PIERRE, S.D. (KELO) — The South Dakota Supreme Court has sided with a Rapid City woman who sought worker’s compensation after she was injured while on the job.

The court on Thursday publicly released the decision in favor of Destiny Schoon. The South Dakota Department of Labor and Regulation had found for Schoon, as did Circuit Judge Christina Klinger.

Her employer, News America Marketing and its insurer, Farmington Casualty Company, appealed those lower decisions to the Supreme Court.

The court found unanimously for Schoon. Chief Justice Steven Jensen wrote the opinion.

Schoon had been injured three times between 2001 and 2004, twice in traffic accidents and once when she slipped on ice and fell. She hurt herself again on May 7, 2015, using a screwdriver while installing a sign in a retail store. Her employer and its insurer denied to pay for surgery.

Chief Justice Jensen however said Schoon had shown that the injury to her right shoulder and neck was a major contributing cause of her current condition and the need for surgery and other treatment.

The state’s high court also disagreed with the employer’s and insurer’s contentions that a rehabilitation doctor’s testimony on Schoon’s behalf lacked foundation and that Circuit Judge Klinger erred when she found Schoon’s medical experts more persuasive than the employer’s medical expert.

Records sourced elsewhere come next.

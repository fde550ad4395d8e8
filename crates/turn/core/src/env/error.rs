use crate::error::{ErrorSeverity, SchedulerError};

/// Collaborators the scheduler can run without.
#[derive(Clone, Copy, Debug, PartialEq, Eq, Hash, strum::Display, strum::AsRefStr)]
#[strum(serialize_all = "snake_case")]
pub enum CollaboratorKind {
    Ai,
    Movement,
    Combat,
    Items,
    Traps,
    StatusEffects,
    SlipDamage,
    Hunger,
    SpawnFactory,
    Rng,
}

/// Errors raised when a collaborator is required but not configured.
#[derive(Clone, Copy, Debug, PartialEq, Eq, thiserror::Error)]
pub enum CollaboratorError {
    #[error("{0} collaborator is not configured")]
    Missing(CollaboratorKind),
}

impl SchedulerError for CollaboratorError {
    fn severity(&self) -> ErrorSeverity {
        ErrorSeverity::Recoverable
    }

    fn error_code(&self) -> &'static str {
        match self {
            Self::Missing(_) => "MISSING_COLLABORATOR",
        }
    }
}
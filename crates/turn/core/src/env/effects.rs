use crate::state::{EntitySpec, EntityRef, Position};

/// Per-entity end-of-turn effect (status recovery, slip damage, hunger).
///
/// The scheduler calls `process` once per tracked entity and expects no result.
pub trait EffectProcessor<W: ?Sized> {
    fn process(&mut self, world: &mut W, entity: EntityRef);
}

/// Trap resolution for entities that moved during an action slot.
pub trait Traps<W: ?Sized> {
    /// Returns true if a trap fired for this entity.
    fn trigger(&mut self, world: &mut W, entity: EntityRef) -> bool;
}

/// Creates and places natural-spawn hostiles.
pub trait SpawnFactory<W: ?Sized> {
    /// Creates a hostile at `position` and adds it to the world.
    ///
    /// Returns the tracking spec of the new entity, or `None` if the factory
    /// declined (the unit is then counted as not spawned).
    fn create_hostile(&mut self, world: &mut W, position: Position) -> Option<EntitySpec>;
}
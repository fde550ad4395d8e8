use std::collections::HashSet;

use crate::state::EntityId;

/// Single-retry queue scoped to one phase execution.
///
/// An entity can be queued at most once per phase. Draining hands back the
/// pending entities in the order they were queued but remembers them, so a
/// failure during the drain cannot queue them again.
#[derive(Clone, Debug, Default)]
pub struct RetryQueue {
    pending: Vec<EntityId>,
    retried: HashSet<EntityId>,
}

impl RetryQueue {
    pub fn new() -> Self {
        Self::default()
    }

    /// Queues an entity for retry. Returns false if it was already queued
    /// during this phase.
    pub fn push(&mut self, entity: EntityId) -> bool {
        if !self.retried.insert(entity) {
            return false;
        }
        self.pending.push(entity);
        true
    }

    pub fn is_empty(&self) -> bool {
        self.pending.is_empty()
    }

    pub fn len(&self) -> usize {
        self.pending.len()
    }

    pub fn was_retried(&self, entity: EntityId) -> bool {
        self.retried.contains(&entity)
    }

    pub fn drain(&mut self) -> Vec<EntityId> {
        std::mem::take(&mut self.pending)
    }
}

#[cfg(test)]
mod tests {
    use super::*;

    #[test]
    fn entity_is_queued_at_most_once() {
        let mut queue = RetryQueue::new();
        assert!(queue.push(EntityId(4)));
        assert!(queue.push(EntityId(2)));
        assert!(!queue.push(EntityId(4)));
        assert_eq!(queue.len(), 2);

        assert_eq!(queue.drain(), [EntityId(4), EntityId(2)]);
        assert!(queue.is_empty());

        // Draining does not forget who was retried.
        assert!(queue.was_retried(EntityId(2)));
        assert!(!queue.push(EntityId(2)));
        assert!(queue.is_empty());
    }
}
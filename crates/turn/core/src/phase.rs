//! Closed vocabulary of turn phases.
//!
//! Configuration files name phases with kebab-case strings such as
//! `enemy-action-1`; they are parsed once into [`Phase`] so every handler
//! match is checked for exhaustiveness at compile time.

use std::fmt;
use std::str::FromStr;

use crate::error::ConfigError;
use crate::state::Faction;

/// One of the two action opportunities an entity gets per turn.
#[derive(Clone, Copy, Debug, PartialEq, Eq, PartialOrd, Ord, Hash)]
pub enum Slot {
    First,
    Second,
}

impl Slot {
    pub const fn number(self) -> u8 {
        match self {
            Slot::First => 1,
            Slot::Second => 2,
        }
    }

    pub const fn from_number(number: u8) -> Option<Slot> {
        match number {
            1 => Some(Slot::First),
            2 => Some(Slot::Second),
            _ => None,
        }
    }
}

/// A named stage of a turn.
#[derive(Clone, Copy, Debug, PartialEq, Eq, Hash)]
#[cfg_attr(
    feature = "serde",
    derive(serde::Serialize, serde::Deserialize),
    serde(try_from = "String", into = "String")
)]
pub enum Phase {
    TurnStart,
    PlayerAction(Slot),
    EnemyAction(Slot),
    AllyAction(Slot),
    TrapProcessing(Slot),
    EndTurnRecovery,
    EndTurn,
}

impl Phase {
    /// Phase order used unless the configuration overrides it.
    pub const DEFAULT_ORDER: [Phase; 11] = [
        Phase::TurnStart,
        Phase::PlayerAction(Slot::First),
        Phase::EnemyAction(Slot::First),
        Phase::AllyAction(Slot::First),
        Phase::TrapProcessing(Slot::First),
        Phase::PlayerAction(Slot::Second),
        Phase::EnemyAction(Slot::Second),
        Phase::AllyAction(Slot::Second),
        Phase::TrapProcessing(Slot::Second),
        Phase::EndTurnRecovery,
        Phase::EndTurn,
    ];

    /// Faction addressed by this phase; `None` means every faction.
    pub const fn faction(self) -> Option<Faction> {
        match self {
            Phase::PlayerAction(_) => Some(Faction::Player),
            Phase::EnemyAction(_) => Some(Faction::Hostile),
            Phase::AllyAction(_) => Some(Faction::Ally),
            Phase::TurnStart
            | Phase::TrapProcessing(_)
            | Phase::EndTurnRecovery
            | Phase::EndTurn => None,
        }
    }

    /// Action slot consumed by this phase, for phases that dispatch actions.
    pub const fn action_slot(self) -> Option<Slot> {
        match self {
            Phase::PlayerAction(slot) | Phase::EnemyAction(slot) | Phase::AllyAction(slot) => {
                Some(slot)
            }
            Phase::TurnStart
            | Phase::TrapProcessing(_)
            | Phase::EndTurnRecovery
            | Phase::EndTurn => None,
        }
    }

    pub const fn dispatches_actions(self) -> bool {
        self.action_slot().is_some()
    }

    pub const fn is_hostile_phase(self) -> bool {
        matches!(self, Phase::EnemyAction(_))
    }
}

impl fmt::Display for Phase {
    fn fmt(&self, f: &mut fmt::Formatter<'_>) -> fmt::Result {
        match self {
            Phase::TurnStart => f.write_str("turn-start"),
            Phase::PlayerAction(slot) => write!(f, "player-action-{}", slot.number()),
            Phase::EnemyAction(slot) => write!(f, "enemy-action-{}", slot.number()),
            Phase::AllyAction(slot) => write!(f, "ally-action-{}", slot.number()),
            Phase::TrapProcessing(slot) => write!(f, "trap-processing-{}", slot.number()),
            Phase::EndTurnRecovery => f.write_str("end-turn-recovery"),
            Phase::EndTurn => f.write_str("end-turn"),
        }
    }
}

impl FromStr for Phase {
    type Err = ConfigError;

    fn from_str(name: &str) -> Result<Self, Self::Err> {
        match name {
            "turn-start" => return Ok(Phase::TurnStart),
            "end-turn-recovery" => return Ok(Phase::EndTurnRecovery),
            "end-turn" => return Ok(Phase::EndTurn),
            _ => {}
        }

        let unknown = || ConfigError::UnknownPhase(name.to_owned());
        let (stem, number) = name.rsplit_once('-').ok_or_else(unknown)?;
        let slot = number
            .parse::<u8>()
            .ok()
            .and_then(Slot::from_number)
            .ok_or_else(unknown)?;

        match stem {
            "player-action" => Ok(Phase::PlayerAction(slot)),
            "enemy-action" => Ok(Phase::EnemyAction(slot)),
            "ally-action" => Ok(Phase::AllyAction(slot)),
            "trap-processing" => Ok(Phase::TrapProcessing(slot)),
            _ => Err(unknown()),
        }
    }
}

impl TryFrom<String> for Phase {
    type Error = ConfigError;

    fn try_from(name: String) -> Result<Self, Self::Error> {
        name.parse()
    }
}

impl From<Phase> for String {
    fn from(phase: Phase) -> Self {
        phase.to_string()
    }
}
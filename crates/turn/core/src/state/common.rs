use std::fmt;

/// Unique identifier for any entity the scheduler can track.
#[derive(Clone, Copy, Debug, PartialEq, Eq, PartialOrd, Ord, Hash)]
#[cfg_attr(feature = "serde", derive(serde::Serialize, serde::Deserialize))]
pub struct EntityId(pub u32);

impl fmt::Display for EntityId {
    fn fmt(&self, f: &mut fmt::Formatter<'_>) -> fmt::Result {
        write!(f, "#{}", self.0)
    }
}

/// Discrete grid position expressed in tile coordinates.
#[derive(Clone, Copy, Debug, PartialEq, Eq, PartialOrd, Ord, Hash)]
#[cfg_attr(feature = "serde", derive(serde::Serialize, serde::Deserialize))]
pub struct Position {
    pub x: i32,
    pub y: i32,
}

impl Position {
    pub const ORIGIN: Self = Self { x: 0, y: 0 };

    pub const fn new(x: i32, y: i32) -> Self {
        Self { x, y }
    }

    /// Manhattan (taxicab) distance between two tiles.
    pub fn manhattan(self, other: Position) -> u32 {
        (self.x - other.x).unsigned_abs() + (self.y - other.y).unsigned_abs()
    }

    /// True when `other` shares an edge with this tile.
    pub fn is_adjacent(self, other: Position) -> bool {
        self.manhattan(other) == 1
    }

    /// The four edge-sharing neighbours, in north/east/south/west order.
    pub fn neighbors(self) -> [Position; 4] {
        [
            Position::new(self.x, self.y - 1),
            Position::new(self.x + 1, self.y),
            Position::new(self.x, self.y + 1),
            Position::new(self.x - 1, self.y),
        ]
    }
}

impl Default for Position {
    fn default() -> Self {
        Self::ORIGIN
    }
}

impl fmt::Display for Position {
    fn fmt(&self, f: &mut fmt::Formatter<'_>) -> fmt::Result {
        write!(f, "({}, {})", self.x, self.y)
    }
}

/// Allegiance that decides which phases an entity participates in.
///
/// Resolved once when the entity starts being tracked; the scheduler never
/// re-derives it from entity types.
#[derive(
    Clone,
    Copy,
    Debug,
    PartialEq,
    Eq,
    Hash,
    strum::Display,
    strum::EnumString,
    strum::AsRefStr,
)]
#[cfg_attr(
    feature = "serde",
    derive(serde::Serialize, serde::Deserialize),
    serde(rename_all = "snake_case")
)]
#[strum(serialize_all = "snake_case", ascii_case_insensitive)]
pub enum Faction {
    Player,
    Ally,
    Hostile,
}

impl Faction {
    /// Player and allies stand against hostiles.
    pub fn opposes(self, other: Faction) -> bool {
        matches!(
            (self, other),
            (Faction::Hostile, Faction::Player | Faction::Ally)
                | (Faction::Player | Faction::Ally, Faction::Hostile)
        )
    }

    /// Rank used for the initial turn order: player, allies, hostiles.
    pub const fn order_rank(self) -> u8 {
        match self {
            Faction::Player => 0,
            Faction::Ally => 1,
            Faction::Hostile => 2,
        }
    }
}

/// Speed classification controlling how many action slots an entity gets.
#[derive(
    Clone,
    Copy,
    Debug,
    Default,
    PartialEq,
    Eq,
    Hash,
    strum::Display,
    strum::EnumString,
    strum::AsRefStr,
)]
#[cfg_attr(
    feature = "serde",
    derive(serde::Serialize, serde::Deserialize),
    serde(rename_all = "snake_case")
)]
#[strum(serialize_all = "snake_case", ascii_case_insensitive)]
pub enum SpeedTier {
    Slow,
    #[default]
    Normal,
    Fast,
}

/// Handle to an externally owned entity plus its faction tag.
#[derive(Clone, Copy, Debug, PartialEq, Eq, Hash)]
#[cfg_attr(feature = "serde", derive(serde::Serialize, serde::Deserialize))]
pub struct EntityRef {
    pub id: EntityId,
    pub faction: Faction,
}

impl EntityRef {
    pub const fn new(id: EntityId, faction: Faction) -> Self {
        Self { id, faction }
    }

    pub const fn player(id: u32) -> Self {
        Self::new(EntityId(id), Faction::Player)
    }

    pub const fn ally(id: u32) -> Self {
        Self::new(EntityId(id), Faction::Ally)
    }

    pub const fn hostile(id: u32) -> Self {
        Self::new(EntityId(id), Faction::Hostile)
    }
}

impl fmt::Display for EntityRef {
    fn fmt(&self, f: &mut fmt::Formatter<'_>) -> fmt::Result {
        write!(f, "{}[{}]", self.id, self.faction)
    }
}
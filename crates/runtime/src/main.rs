//! `turn-sim`: plays a seeded dungeon simulation on the turn scheduler.
//!
//! Configuration comes from environment variables (see
//! [`turn_runtime::SimConfig::from_env`]); a `.env` file is honoured.
//!
//! ```bash
//! SIM_SEED=7 SIM_TURNS=500 RUST_LOG=debug cargo run -p turn-runtime --bin turn-sim
//! ```

use anyhow::Result;
use turn_runtime::{SimConfig, Simulation, logging};

fn main() -> Result<()> {
    // Load .env file if it exists (silently ignore if not found)
    let _ = dotenvy::dotenv();

    let config = SimConfig::from_env();
    let _guard = logging::setup_logging(config.log_dir.as_deref())?;

    let rules = config.load_turn_system()?;
    tracing::info!(
        phases = rules.phases.len(),
        spawn_interval = rules.population.spawn_interval,
        "turn rules loaded"
    );

    let mut simulation = Simulation::new(&config, rules)?;
    let summary = simulation.run(config.turns);

    tracing::info!(
        turns = summary.turns_played,
        spawned = summary.spawned,
        removed = summary.removed,
        hostiles = summary.hostiles_remaining,
        player_alive = summary.player_alive,
        "simulation finished"
    );
    Ok(())
}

“The Department and the circuit court expressly acknowledged the possibility that a non-treating expert could be more persuasive than a treating expert. Nevertheless, both found the treating experts more persuasive in this case, particularly in light of the Department’s findings that Claimant was active and did not have any significant neck and shoulder injuries for six years before her 2015 work injury. Further, Employer/Insurer does not advance a legal argument
supporting its contention of error,” Chief Justice Jensen wrote.